Lorsque nous constatons les intérêts conflictuels qui ont lieu entre l’Allemagne et la Suisse à cause de l’aéroport de Kloten, nous devrions avoir honte. Attaquer la Suisse est devenu un comportement à la mode (pour les élections). Ne pourrait-on pas apprendre de Singapour et de la Malaisie?
Cela va devenir une question de survie, pour nous qui sommes de culture chrétienne occidentale, de nous rendre compte qu’il est possible qu’il en aille autrement. La cohabitation pacifique des peuples est possible, un développement et une coopération économique planifiés de façon rationnelle et raisonnable vers la prospérité également. Or, notre politique occidentale actuelle nous apporte surtout de grandes souffrances.

Et l’environnement?

Lors de tels projets de développement économique, nous les Européens nous nous interrogeons immédiatement et à juste titre: que fait-on de l’environnement?
Je n’ai pas été informé de la façon dont ce projet d’Iskandar a été planifié du point de vue de l’environnement. J’ai cependant appris une chose lors de mes nombreux voyages en Asie du Sud-Est: les gouvernements sont tout à fait conscients de ce problème – beaucoup plus que ce qui peut être dit et lu dans les médias tendancieux occidentaux. Et ils entreprennent d’immenses efforts pour résoudre ce problème. Singapour, avant tout, représente un exemple dans ce domaine. C’est pour cette raison que j’ai bon espoir que l’aspect de l’environnement soit traité avec soin pour le projet d’Iskandar.

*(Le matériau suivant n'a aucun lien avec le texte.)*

use std::time::Instant;

use deckconfig::EffectSettings;

use crate::autoplay::AutoplayScheduler;
use crate::content::{ContentSync, TextSurface, TextTimings};
use crate::navigation::{Marker, NavigationIndicator, NavigationOutcome};
use crate::pointer::{ActivitySmoother, PointerState, PointerTracker};
use crate::slide::{Slide, Timings};
use crate::transition::{
    IgnoreReason, RequestOutcome, TransitionController, TransitionEvent, TransitionState,
    TransitionUniforms,
};

#[derive(Debug, thiserror::Error, Clone, Copy, PartialEq, Eq)]
pub enum EngineError {
    #[error("slide engine has not been mounted")]
    NotMounted,
    #[error("slide engine has been unmounted")]
    Unmounted,
}

#[derive(Debug, Clone, Copy, PartialEq, Eq)]
enum Lifecycle {
    Created,
    Mounted,
    Unmounted,
}

#[derive(Debug, Clone, Copy, PartialEq, Eq)]
pub enum Direction {
    Next,
    Previous,
}

#[derive(Debug, Clone, Copy, PartialEq, Eq)]
pub enum EngineEvent {
    Started { from: usize, to: usize },
    SyncPoint { target: usize },
    Completed { index: usize },
}

/// Everything the renderer needs to draw one frame.
#[derive(Debug, Clone, PartialEq)]
pub struct FrameParams {
    pub resolution: [f32; 2],
    pub time: f32,
    pub pointer: PointerState,
    pub transition: TransitionUniforms,
    pub markers: Vec<Marker>,
    pub effects: EffectSettings,
}

#[derive(Debug, Clone, PartialEq)]
pub struct FrameOutput {
    pub params: FrameParams,
    pub events: Vec<EngineEvent>,
}

#[derive(Debug, Clone, Copy, PartialEq, Eq)]
pub struct TeardownReport {
    pub displayed_index: usize,
    pub interrupted_transition: bool,
}

/// Owns the GPU-free half of the hero sequence: transitions, autoplay, text
/// sync, pointer state and navigation.
#[derive(Debug)]
pub struct SlideEngine<S> {
    controller: TransitionController,
    autoplay: AutoplayScheduler,
    content: ContentSync<S>,
    pointer: PointerTracker,
    smoother: ActivitySmoother,
    navigation: NavigationIndicator,
    timings: Timings,
    effects: EffectSettings,
    displayed: usize,
    resolution: [u32; 2],
    origin: Option<Instant>,
    lifecycle: Lifecycle,
    autoplay_armed: bool,
    content_shown: bool,
}

impl<S: TextSurface> SlideEngine<S> {
    pub fn new(slides: Vec<Slide>, timings: Timings, effects: EffectSettings, surface: S) -> Self {
        let controller = TransitionController::new(
            slides,
            timings.transition,
            timings.sync_point,
            timings.easing,
        );
        let content = ContentSync::new(
            surface,
            TextTimings {
                exit: timings.text_exit,
                enter: timings.text_enter,
                stagger: timings.text_stagger,
            },
        );
        Self {
            controller,
            autoplay: AutoplayScheduler::new(timings.autoplay_interval),
            content,
            pointer: PointerTracker::new(),
            smoother: ActivitySmoother::new(effects.activity_smoothing),
            navigation: NavigationIndicator::new(),
            timings,
            effects,
            displayed: 0,
            resolution: [1, 1],
            origin: None,
            lifecycle: Lifecycle::Created,
            autoplay_armed: false,
            content_shown: false,
        }
    }

    pub fn is_running(&self) -> bool {
        self.lifecycle == Lifecycle::Mounted
    }

    pub fn state(&self) -> TransitionState {
        self.controller.state()
    }

    pub fn slides(&self) -> &[Slide] {
        self.controller.slides()
    }

    /// Slide whose text is on screen. Switches at the sync point, ahead of
    /// the transition completing.
    pub fn displayed_index(&self) -> usize {
        self.displayed
    }

    pub fn autoplay(&self) -> &AutoplayScheduler {
        &self.autoplay
    }

    pub fn pointer(&self) -> &PointerTracker {
        &self.pointer
    }

    pub fn navigation(&self) -> &NavigationIndicator {
        &self.navigation
    }

    pub fn surface(&self) -> &S {
        self.content.surface()
    }

    pub fn surface_mut(&mut self) -> &mut S {
        self.content.surface_mut()
    }

    pub fn resolution(&self) -> [u32; 2] {
        self.resolution
    }

    pub fn available_count(&self) -> usize {
        self.controller.available_count()
    }

    pub fn mount(&mut self, now: Instant) -> Result<(), EngineError> {
        match self.lifecycle {
            Lifecycle::Unmounted => return Err(EngineError::Unmounted),
            Lifecycle::Mounted => return Ok(()),
            Lifecycle::Created => {}
        }
        self.lifecycle = Lifecycle::Mounted;
        self.origin = Some(now);
        self.settle_if_needed();
        self.navigation.rebuild(self.controller.available_indices());
        self.arm_autoplay(now);
        tracing::info!(
            slides = self.controller.len(),
            available = self.controller.available_count(),
            current = self.controller.current_index(),
            "slide engine mounted"
        );
        Ok(())
    }

    /// Records that the texture for `index` is resident on the GPU.
    pub fn mark_available(&mut self, index: usize, now: Instant) -> Result<bool, EngineError> {
        if self.lifecycle == Lifecycle::Unmounted {
            return Err(EngineError::Unmounted);
        }
        if !self.controller.mark_available(index) {
            return Ok(false);
        }
        self.navigation.rebuild(self.controller.available_indices());
        if self.lifecycle == Lifecycle::Mounted {
            self.settle_if_needed();
            self.arm_autoplay(now);
        }
        Ok(true)
    }

    pub fn frame(&mut self, now: Instant) -> Result<FrameOutput, EngineError> {
        self.ensure_mounted()?;
        let mut events = Vec::new();

        for event in self.controller.update(now) {
            match event {
                TransitionEvent::SyncPoint { target } => {
                    self.displayed = target;
                    if let Some(slide) = self.controller.slide(target) {
                        self.content
                            .swap_text(&slide.title, &slide.description, now);
                    }
                    events.push(EngineEvent::SyncPoint { target });
                }
                TransitionEvent::Completed { index } => {
                    self.displayed = index;
                    events.push(EngineEvent::Completed { index });
                }
            }
        }

        if self.autoplay.poll(now, self.controller.in_flight()) {
            let current = self.controller.current_index();
            if let Some(next) = self.controller.next_available(current) {
                if let RequestOutcome::Started { from, to } =
                    self.controller.request_transition(next, now)
                {
                    tracing::debug!(from, to, "autoplay advance");
                    events.push(EngineEvent::Started { from, to });
                }
            }
        }

        self.content.update(now);
        let activity = self.smoother.step(self.pointer.hovering());

        let time = self
            .origin
            .map(|origin| now.saturating_duration_since(origin).as_secs_f32())
            .unwrap_or(0.0);

        Ok(FrameOutput {
            params: FrameParams {
                resolution: [self.resolution[0] as f32, self.resolution[1] as f32],
                time,
                pointer: PointerState {
                    position: self.pointer.position(),
                    hovering: self.pointer.hovering(),
                    smoothed_activity: activity,
                },
                transition: self.controller.uniforms(),
                markers: self.navigation.markers(self.displayed),
                effects: self.effects,
            },
            events,
        })
    }

    pub fn request_transition(
        &mut self,
        target: usize,
        now: Instant,
    ) -> Result<RequestOutcome, EngineError> {
        self.ensure_mounted()?;
        Ok(self.controller.request_transition(target, now))
    }

    /// Marker click: ignored for the current slide or while a transition runs,
    /// otherwise autoplay stops and the transition starts.
    pub fn click_marker(
        &mut self,
        marker: usize,
        now: Instant,
    ) -> Result<NavigationOutcome, EngineError> {
        self.ensure_mounted()?;
        let Some(slide) = self.navigation.slide_for(marker) else {
            return Ok(NavigationOutcome::UnknownMarker);
        };
        Ok(self.navigate_to(slide, now))
    }

    pub fn step(
        &mut self,
        direction: Direction,
        now: Instant,
    ) -> Result<NavigationOutcome, EngineError> {
        self.ensure_mounted()?;
        let current = self.controller.current_index();
        let target = match direction {
            Direction::Next => self.controller.next_available(current),
            Direction::Previous => self.controller.previous_available(current),
        };
        Ok(match target {
            Some(slide) => self.navigate_to(slide, now),
            None => NavigationOutcome::Ignored(IgnoreReason::Unavailable),
        })
    }

    pub fn pointer_moved(&mut self, x: f64, y: f64) -> Result<(), EngineError> {
        self.ensure_live()?;
        let [width, height] = self.resolution;
        self.pointer.handle_move(x, y, width, height);
        Ok(())
    }

    pub fn pointer_entered(&mut self) -> Result<(), EngineError> {
        self.ensure_live()?;
        self.pointer.handle_enter();
        Ok(())
    }

    pub fn pointer_left(&mut self) -> Result<(), EngineError> {
        self.ensure_live()?;
        self.pointer.handle_leave();
        Ok(())
    }

    pub fn resize(&mut self, width: u32, height: u32) -> Result<(), EngineError> {
        self.ensure_live()?;
        self.resolution = [width.max(1), height.max(1)];
        Ok(())
    }

    pub fn set_visible(&mut self, visible: bool, now: Instant) -> Result<(), EngineError> {
        self.ensure_live()?;
        self.autoplay.set_visible(visible, now);
        tracing::debug!(visible, "visibility changed");
        Ok(())
    }

    /// Stops autoplay, abandons running tweens and detaches the pointer. The
    /// engine is inert afterwards; a second call reports `Unmounted`.
    pub fn unmount(&mut self) -> Result<TeardownReport, EngineError> {
        if self.lifecycle == Lifecycle::Unmounted {
            return Err(EngineError::Unmounted);
        }
        let interrupted_transition = self.controller.in_flight();
        self.autoplay.stop();
        self.controller.cancel();
        self.content.cancel();
        self.pointer.detach();
        self.smoother.reset();
        self.lifecycle = Lifecycle::Unmounted;
        tracing::info!(
            displayed = self.displayed,
            interrupted_transition,
            "slide engine unmounted"
        );
        Ok(TeardownReport {
            displayed_index: self.displayed,
            interrupted_transition,
        })
    }

    fn navigate_to(&mut self, slide: usize, now: Instant) -> NavigationOutcome {
        if slide == self.controller.current_index() {
            return NavigationOutcome::Ignored(IgnoreReason::AlreadyCurrent);
        }
        if self.controller.in_flight() {
            return NavigationOutcome::Ignored(IgnoreReason::InFlight);
        }

        self.autoplay.stop();
        match self.controller.request_transition(slide, now) {
            RequestOutcome::Started { from, to } => {
                tracing::debug!(from, to, "manual navigation");
                if let (true, Some(delay)) =
                    (self.timings.autoplay, self.timings.resume_after_navigation)
                {
                    self.autoplay.start(now, delay);
                }
                NavigationOutcome::Started { target: to }
            }
            RequestOutcome::Ignored(reason) => NavigationOutcome::Ignored(reason),
        }
    }

    fn settle_if_needed(&mut self) {
        let current = self.controller.current_index();
        if self.controller.is_available(current) {
            if !self.content_shown {
                self.show_current();
            }
            return;
        }
        let first = self.controller.available_indices().next();
        if let Some(first) = first {
            if self.controller.settle_on(first) {
                self.show_current();
            }
        }
    }

    fn show_current(&mut self) {
        let current = self.controller.current_index();
        self.displayed = current;
        self.content_shown = true;
        if let Some(slide) = self.controller.slide(current) {
            self.content.set_immediate(&slide.title, &slide.description);
        }
    }

    fn arm_autoplay(&mut self, now: Instant) {
        if self.autoplay_armed || !self.timings.autoplay {
            return;
        }
        if self.controller.available_count() < 2 {
            return;
        }
        self.autoplay_armed = true;
        self.autoplay.start(now, self.timings.autoplay_delay);
        tracing::debug!(interval = ?self.timings.autoplay_interval, "autoplay armed");
    }

    fn ensure_mounted(&self) -> Result<(), EngineError> {
        match self.lifecycle {
            Lifecycle::Mounted => Ok(()),
            Lifecycle::Created => Err(EngineError::NotMounted),
            Lifecycle::Unmounted => Err(EngineError::Unmounted),
        }
    }

    fn ensure_live(&self) -> Result<(), EngineError> {
        if self.lifecycle == Lifecycle::Unmounted {
            Err(EngineError::Unmounted)
        } else {
            Ok(())
        }
    }
}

Et l’aspect de l’être humain fragile?

Je voudrais mentionner un aspect critique qui n’est cependant pas mentionné dans les médias occidentaux. Lors de mon dernier séjour à Singapour en février 2013, j’ai rencontré mon vieil ami Pang Shun Pen pour dîner. Pang est Malaisien d’origine chinoise, issu de conditions pauvres. Il vit depuis 2006 à Singapour. A Singapour, c’est un homme respecté avec de bons contacts au gouvernement. Il y a des années, j’ai beaucoup collaboré avec lui. Nous avons parlé du développement de Singapour et des problèmes qui en résultent. Pang a attiré mon attention sur deux aspects: la commercialisation débordante et en lien avec elle la «high-performance-society».
Cette commercialisation débordante m’a donné une impression accablante: à Singapour (comme aussi à Shanghai, Hongkong et les autres grandes villes de l’Asie du Sud-Est), la vie semble être réduite à une aspiration à des voitures de sport Ferrari, des sacs Louis Vuitton et des habits Armani. La consommation au-dessus de tout, le plus cool possible, le plus criant possible, le plus cher possible. Dans ce tourbillon fébrile, l’être humain semble se perdre lui-même et devenir une pantomime de consommation et du commerce.
Pang a aussi parlé d’une tendance qu’à Singapour, une société de deux classes est en train de se former, une «high-performance-society», comme il l’appelle.
«High-performers and loosers» – ceux qui réussissent une haute performance et ceux qui restent sur le carreau. Jusqu’à présent, le gouvernement s’est occupé uniquement des high-performers pour faire avancer le développement. Les écoles, les universités, ont tout simplement été ajustées en vue de cet objectif. Ceux qui ne se sont pas rattrapables ont été oubliés.
Pang lui-même (il est un entrepreneur riche) travaille un jour par semaine dans un projet à but caritatif qui s’occupe des perdants. D’après lui, il y en a de plus en plus.
En réponse à mes inquiétudes, Pang m’a assuré qu’il était malgré tout optimiste. Lors de longues conversations avec des hauts fonctionnaires du gouvernement, il a eu l’impression qu’ils deviennent de plus en plus conscients de ce problème et qu’ils ont la volonté d’opérer un changement de cap. En général, la prise de conscience de ce grave problème augmente dans la société.
On ne peut qu’espérer que Pang Shun Pen a raison. Mais aussi que les gens apprennent qu’une voiture de sport ne représente pas le bien le plus élevé.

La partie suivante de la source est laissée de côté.